Andy Moor was once the guitarist for The Ex, but little of that agitprop, post-punk group's characteristics flavor this duo recording with computerist McLean. Recorded live in Amsterdam (a place where avant-gardism apparently has the ability to run quite free) a few years back as part of a series of performance pieces where musicians and dancers intermingle and freely improvise, Everything but the Beginning is that rarest of animals, a recording of provocative, arresting sounds whose joins are unnoticeable, where the ideas themselves are seamless in both concept and execution. Simply put, this is a wholly immersive work of art that even bereft of its formal affiliation stands on its own as an uncategorizable slab of vibrant, progressive sound.
Moor's playing throughout alternates between spiky, Keith Levene-esque shards of notes, elongated drones, and swift attacks of fast-stroked (anti)chords, instigated without any other rhyme or reason except to perfectly compliment his partner's many-hued processes. Placed alongside McLean's seemingly limitless palette of sounds (everything from field recordings to unidentifiable crowd noises and strange vocal mutterings, and all manners of samples, slurry, and slippages), Moor becomes both foil and foiler, playing off of McLean's puzzle box soundscapes with intuitive ease. It's refreshing that the two never allow their creations to devolve into meaningless noise or aberrant chaos; a piece like "Rapid Ear Movement" comes close, thanks to Moor's metal machine grind, but at only a sparse two-and-a-half minutes, it feels more in tune with the oddities that have preceded it rather than a statement of intent. "My Electric Dreams" could have easily popped up on an Ikue Mori record, a similarly toned piece of digital crackle and backwards strings that fairly dances within its own peculiar environs, eventually generating a rhythmic bloopfest that approaches IDM territory.

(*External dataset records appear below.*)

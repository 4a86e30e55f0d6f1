//! Vector records and their deterministic identifiers

use std::collections::HashMap;

use serde::{Deserialize, Serialize};
use sha2::{Digest, Sha256};

/// Number of hex characters of the content hash kept in a record id
const CONTENT_HASH_LEN: usize = 16;

/// Build the record id for a chunk
///
/// The id depends only on the file, the chunk position and the chunk text,
/// so indexing the same content twice overwrites instead of duplicating.
pub fn record_id(file_id: i64, chunk_id: usize, text: &str) -> String {
    let digest = hex::encode(Sha256::digest(text.as_bytes()));
    format!("{}_{}_{}", file_id, chunk_id, &digest[..CONTENT_HASH_LEN])
}

/// A single entry in the vector store
#[derive(Debug, Clone, PartialEq, Serialize, Deserialize)]
pub struct VectorRecord {
    pub id: String,
    pub embedding: Vec<f32>,
    pub document: String,
    pub metadata: HashMap<String, serde_json::Value>,
}

impl VectorRecord {
    pub fn new(
        id: impl Into<String>,
        embedding: Vec<f32>,
        document: impl Into<String>,
        metadata: HashMap<String, serde_json::Value>,
    ) -> Self {
        Self {
            id: id.into(),
            embedding,
            document: document.into(),
            metadata,
        }
    }
}

/// Result of a nearest-neighbour query, as parallel lists ordered nearest first
#[derive(Debug, Clone, Default, PartialEq)]
pub struct QueryResult {
    pub ids: Vec<String>,
    pub documents: Vec<String>,
    pub metadatas: Vec<HashMap<String, serde_json::Value>>,
    pub distances: Vec<f32>,
}

impl QueryResult {
    pub fn len(&self) -> usize {
        self.ids.len()
    }

    pub fn is_empty(&self) -> bool {
        self.ids.is_empty()
    }
}

/// Result of a metadata lookup
#[derive(Debug, Clone, Default, PartialEq)]
pub struct GetResult {
    pub ids: Vec<String>,
    pub documents: Vec<String>,
    pub metadatas: Vec<HashMap<String, serde_json::Value>>,
}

As the disc progresses, Moor and McLean cover much territory, Moor's decisive playing never getting overshadowed by McLean's tasteful, if expertly designed and triangulated, pyrotechnics; he is, in fact, a little known sound-scaper who is deserved of higher recognition. On "The Flower of Fixed Ideas," the squeaky pallor of McLean's laptop dalliances achieves a near-psychedelic synchronicity with Moor's thorny phrasings. Opulent and opaque, the piece neatly summarizes one of the few truly original recordings to surface in this or any other year.